Task goal
Find every line below where the word "initialized" occurs, then give how many you found and nothing else.

Records contained in a dataset
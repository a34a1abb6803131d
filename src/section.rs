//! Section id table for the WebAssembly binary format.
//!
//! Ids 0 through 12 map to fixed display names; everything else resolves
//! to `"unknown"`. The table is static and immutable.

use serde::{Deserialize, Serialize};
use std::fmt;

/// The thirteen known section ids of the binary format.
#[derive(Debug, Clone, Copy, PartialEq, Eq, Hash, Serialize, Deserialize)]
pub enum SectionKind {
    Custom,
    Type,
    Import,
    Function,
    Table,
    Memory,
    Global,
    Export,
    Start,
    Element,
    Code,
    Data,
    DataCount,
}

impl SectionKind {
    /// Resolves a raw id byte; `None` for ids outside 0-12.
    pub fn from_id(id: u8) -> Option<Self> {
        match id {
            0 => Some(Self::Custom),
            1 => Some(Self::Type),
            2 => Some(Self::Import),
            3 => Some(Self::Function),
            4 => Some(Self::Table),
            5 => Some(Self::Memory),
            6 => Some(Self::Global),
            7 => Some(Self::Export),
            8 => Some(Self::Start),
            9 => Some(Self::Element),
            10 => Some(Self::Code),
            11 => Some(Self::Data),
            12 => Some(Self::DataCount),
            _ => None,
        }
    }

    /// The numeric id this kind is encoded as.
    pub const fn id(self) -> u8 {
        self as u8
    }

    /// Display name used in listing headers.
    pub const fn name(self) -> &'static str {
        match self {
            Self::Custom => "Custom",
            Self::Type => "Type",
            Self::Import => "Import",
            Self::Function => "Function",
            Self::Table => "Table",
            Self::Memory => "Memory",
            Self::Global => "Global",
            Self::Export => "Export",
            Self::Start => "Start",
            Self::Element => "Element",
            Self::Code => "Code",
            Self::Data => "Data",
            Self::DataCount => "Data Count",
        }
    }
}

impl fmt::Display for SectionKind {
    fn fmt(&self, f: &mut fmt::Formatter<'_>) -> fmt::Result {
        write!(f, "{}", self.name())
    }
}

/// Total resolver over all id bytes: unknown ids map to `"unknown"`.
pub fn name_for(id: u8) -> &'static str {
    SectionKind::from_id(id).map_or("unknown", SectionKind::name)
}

==

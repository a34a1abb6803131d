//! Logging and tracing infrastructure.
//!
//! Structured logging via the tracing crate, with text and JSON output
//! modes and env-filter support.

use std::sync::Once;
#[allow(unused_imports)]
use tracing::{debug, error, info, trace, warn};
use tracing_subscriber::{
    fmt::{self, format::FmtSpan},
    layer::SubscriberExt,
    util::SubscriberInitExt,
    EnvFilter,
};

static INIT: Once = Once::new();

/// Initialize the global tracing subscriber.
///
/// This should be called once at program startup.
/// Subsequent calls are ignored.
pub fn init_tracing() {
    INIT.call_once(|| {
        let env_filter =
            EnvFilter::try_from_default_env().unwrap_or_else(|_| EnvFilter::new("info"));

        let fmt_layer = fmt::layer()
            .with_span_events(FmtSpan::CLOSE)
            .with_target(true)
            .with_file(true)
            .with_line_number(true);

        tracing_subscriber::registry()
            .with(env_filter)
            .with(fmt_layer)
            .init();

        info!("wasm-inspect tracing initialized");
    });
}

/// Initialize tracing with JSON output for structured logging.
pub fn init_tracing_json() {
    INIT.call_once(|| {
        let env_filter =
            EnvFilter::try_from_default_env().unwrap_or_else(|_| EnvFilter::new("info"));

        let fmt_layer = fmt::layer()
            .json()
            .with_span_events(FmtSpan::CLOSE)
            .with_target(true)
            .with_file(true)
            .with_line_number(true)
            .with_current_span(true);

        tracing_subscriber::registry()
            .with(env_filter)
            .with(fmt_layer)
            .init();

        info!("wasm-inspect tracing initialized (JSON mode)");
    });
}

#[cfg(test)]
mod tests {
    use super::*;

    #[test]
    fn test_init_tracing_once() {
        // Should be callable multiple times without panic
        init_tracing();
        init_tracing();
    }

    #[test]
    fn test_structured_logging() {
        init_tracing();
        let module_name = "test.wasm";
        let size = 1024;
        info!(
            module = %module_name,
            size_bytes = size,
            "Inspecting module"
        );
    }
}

--

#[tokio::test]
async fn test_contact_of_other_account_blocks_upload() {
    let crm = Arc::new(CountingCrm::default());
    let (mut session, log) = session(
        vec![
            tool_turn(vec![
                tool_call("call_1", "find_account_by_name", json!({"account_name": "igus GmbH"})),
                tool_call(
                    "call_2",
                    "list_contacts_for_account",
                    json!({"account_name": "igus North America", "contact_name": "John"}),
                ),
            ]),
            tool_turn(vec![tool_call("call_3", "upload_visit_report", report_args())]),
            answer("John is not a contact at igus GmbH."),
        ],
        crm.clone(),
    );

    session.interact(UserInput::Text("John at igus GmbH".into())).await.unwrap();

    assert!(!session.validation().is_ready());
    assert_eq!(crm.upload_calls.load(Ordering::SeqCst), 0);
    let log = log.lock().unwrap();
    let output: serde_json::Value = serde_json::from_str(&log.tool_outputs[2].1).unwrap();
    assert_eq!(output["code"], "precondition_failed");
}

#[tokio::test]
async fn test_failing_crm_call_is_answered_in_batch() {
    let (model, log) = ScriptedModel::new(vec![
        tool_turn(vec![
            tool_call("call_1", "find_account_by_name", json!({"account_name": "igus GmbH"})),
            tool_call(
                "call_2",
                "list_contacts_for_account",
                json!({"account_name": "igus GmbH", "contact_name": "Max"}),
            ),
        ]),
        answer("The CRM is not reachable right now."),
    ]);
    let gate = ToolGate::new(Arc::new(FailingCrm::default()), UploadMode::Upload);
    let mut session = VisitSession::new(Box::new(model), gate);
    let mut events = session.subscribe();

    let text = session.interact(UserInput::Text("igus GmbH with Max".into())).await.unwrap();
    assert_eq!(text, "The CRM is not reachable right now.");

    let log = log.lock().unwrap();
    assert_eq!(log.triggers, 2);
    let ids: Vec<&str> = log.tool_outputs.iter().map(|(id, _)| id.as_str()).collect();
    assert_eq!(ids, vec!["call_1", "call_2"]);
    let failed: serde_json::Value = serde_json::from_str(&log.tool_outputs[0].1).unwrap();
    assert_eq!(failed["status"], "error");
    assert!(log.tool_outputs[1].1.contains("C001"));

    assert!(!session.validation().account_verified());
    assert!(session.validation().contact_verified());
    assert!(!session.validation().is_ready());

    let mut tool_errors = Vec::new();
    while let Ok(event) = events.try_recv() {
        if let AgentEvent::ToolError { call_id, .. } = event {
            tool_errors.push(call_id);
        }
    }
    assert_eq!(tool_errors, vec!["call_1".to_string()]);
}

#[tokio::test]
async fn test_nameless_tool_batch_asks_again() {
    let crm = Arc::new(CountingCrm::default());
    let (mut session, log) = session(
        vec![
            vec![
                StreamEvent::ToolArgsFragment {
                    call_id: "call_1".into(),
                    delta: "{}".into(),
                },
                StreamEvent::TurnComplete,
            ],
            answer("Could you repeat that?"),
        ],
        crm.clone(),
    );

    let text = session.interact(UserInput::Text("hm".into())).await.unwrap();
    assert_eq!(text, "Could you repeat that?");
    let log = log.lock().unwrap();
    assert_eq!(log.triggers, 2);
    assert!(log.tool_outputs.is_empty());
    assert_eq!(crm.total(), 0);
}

Response box
2